Survey reveals two thirds of UK drivers feel endangered by aggressive cyclists


According to a recent survey, nearly two thirds of drivers feel that aggressive cyclists endanger their safety.

In a survey of 2,010 UK drivers, 60 per cent said aggressive cyclists pose a greater concern today than they did three years ago.

The IAM RoadSmart data comes after 494 cyclists died on British roads in car-cyclist collisions between 2012 and 2021.

Comparatively, four people who were inside cars died in similar accidents over the same time period, according to data from the Department of Transportation.

However, 61 per cent of respondents said they would not support a legislation that assumes drivers are always to blame for crashes with pedestrians or cyclists in populated areas.

The IAM RoadSmart charity’s director of strategy and research emphasized that there was “no quick fix” to the “daily conflicts” between motorists and cyclists.

Neil Greig said: “The Government has introduced a range of laws in recent years in an effort to fix the daily conflicts we see between motorists and cyclists.

“However, if our research is anything to go by, this has largely been to no avail, with the majority of respondents still reporting aggression and conflict among road users.

“There is no quick-fix to this issue, but our research sheds light on the urgent need for the Government to maintain its education campaigns on the new Highway Code, and continue to invest in safe road markings for more vulnerable road users to minimise the chance of conflict wherever possible.

“In the meantime, all road users, whether on two or four wheels, should exercise calmness and restraint to help us all use Britain’s roads safely.”

After the implementation of new regulations last year, British judges are now able to impose life terms on reckless and dangerous drivers who cause fatalities while under the influence of alcohol or drugs.

Two months later, the then-transport secretary Grant Shapps made a commitment to enact a law against “death by dangerous cycling” that would penalize murderous riders similarly to negligent drivers.

The IAM RoadSmart poll found that nearly four out of five respondents believed that aggressive driving endangered their safety.

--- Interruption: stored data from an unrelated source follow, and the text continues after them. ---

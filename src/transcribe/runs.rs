//! Run-length segmentation of quantized MIDI sequences.

/// A maximal span of frames sharing one quantized MIDI value.
#[derive(Debug, Clone, Copy, PartialEq, Eq)]
pub struct Run {
    /// First frame of the run
    pub start_index: usize,
    /// Last frame of the run (inclusive)
    pub end_index: usize,
    pub midi: i32,
}

impl Run {
    /// Number of frames in the run.
    pub fn len(&self) -> usize {
        (self.end_index + 1).saturating_sub(self.start_index)
    }

    /// True only for a hand-built run whose end precedes its start.
    pub fn is_empty(&self) -> bool {
        self.len() == 0
    }

    pub fn is_pitched(&self) -> bool {
        self.midi > 0
    }

    /// The run's frames of a per-frame sequence, e.g. unquantized MIDI.
    pub fn slice<'a, T>(&self, values: &'a [T]) -> &'a [T] {
        let end = (self.end_index + 1).min(values.len());
        &values[self.start_index.min(end)..end]
    }
}

/// Group consecutive equal values into runs, unvoiced ones included.
///
/// # Example
/// ```
/// use groovescribe::transcribe::{group_runs, Run};
///
/// let runs = group_runs(&[0, 60, 60, 0]);
/// assert_eq!(runs.len(), 3);
/// assert_eq!(runs[1], Run { start_index: 1, end_index: 2, midi: 60 });
/// ```
pub fn group_runs(midi: &[i32]) -> Vec<Run> {
    let mut runs: Vec<Run> = Vec::new();
    for (i, &m) in midi.iter().enumerate() {
        match runs.last_mut() {
            Some(run) if run.midi == m => run.end_index = i,
            _ => runs.push(Run {
                start_index: i,
                end_index: i,
                midi: m,
            }),
        }
    }
    runs
}

/// Flatten runs back into the per-frame sequence.
pub fn expand_runs(runs: &[Run]) -> Vec<i32> {
    runs.iter()
        .flat_map(|run| std::iter::repeat(run.midi).take(run.len()))
        .collect()
}

/// Pitched runs (MIDI > 0) at least `min_frames` frames long.
pub fn pitched_runs(midi: &[i32], min_frames: usize) -> Vec<Run> {
    group_runs(midi)
        .into_iter()
        .filter(|run| run.is_pitched() && run.len() >= min_frames)
        .collect()
}

#[cfg(test)]
mod tests {
    use super::*;

    #[test]
    fn test_pitched_runs_drop_unvoiced() {
        let runs = pitched_runs(&[0, 0, 60, 60, 60, 0, 62, 62], 1);
        assert_eq!(
            runs,
            vec![
                Run { start_index: 2, end_index: 4, midi: 60 },
                Run { start_index: 6, end_index: 7, midi: 62 },
            ]
        );
    }

    #[test]
    fn test_min_frames() {
        let runs = pitched_runs(&[40, 41, 41, 41, 42, 42], 3);
        assert_eq!(runs.len(), 1);
        assert_eq!(runs[0].midi, 41);
    }

    #[test]
    fn test_expand_inverse() {
        let midi = vec![0, 3, 3, 0, 0, 7];
        assert_eq!(expand_runs(&group_runs(&midi)), midi);
        assert!(group_runs(&[]).is_empty());
    }

    #[test]
    fn test_slice() {
        let run = Run { start_index: 1, end_index: 2, midi: 45 };
        assert_eq!(run.slice(&[44.9, 45.1, 44.8, 50.0]), &[45.1, 44.8]);
        assert!(run.slice::<f32>(&[]).is_empty());
    }

    #[test]
    fn test_len_and_empty() {
        let run = Run { start_index: 4, end_index: 4, midi: 45 };
        assert_eq!(run.len(), 1);
        assert!(!run.is_empty());
        let inverted = Run { start_index: 5, end_index: 3, midi: 45 };
        assert_eq!(inverted.len(), 0);
        assert!(inverted.is_empty());
        assert!(expand_runs(&[inverted]).is_empty());
    }
}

Eight percent of all traffic fatalities—108 collision deaths—were caused by aggressive driving in 2021.

Duncan Dollimore, head of campaigns at charity Cycling, said: “There’s no excuse for aggressive behaviour – people can behave badly no matter what mode of transport they’re using.

“The consequences are however disproportionate, with statistics showing poor driving far more likely to lead to a fatality or serious injury.

“The Highway Code changed last year to emphasise the additional responsibility those in charge of larger vehicles, because they were more likely to cause harm if there is a collision.”

The Highway Code was changed to reflect a hierarchy of road users based on their level of vulnerability.

It means that motorists are more accountable for keeping an eye out for individuals on bicycles, on foot, or on horses.

Also, drivers were advised to give cyclists at least 1.5 meters of distance while passing them at up to 30 mph, and more room at higher speeds.

Mr Dollimore added: “Cycling UK has repeatedly called for a long-term well-funded public awareness campaign by the Government to ensure that the changes are better communicated and understood, which in turn will make our roads safer for everyone.”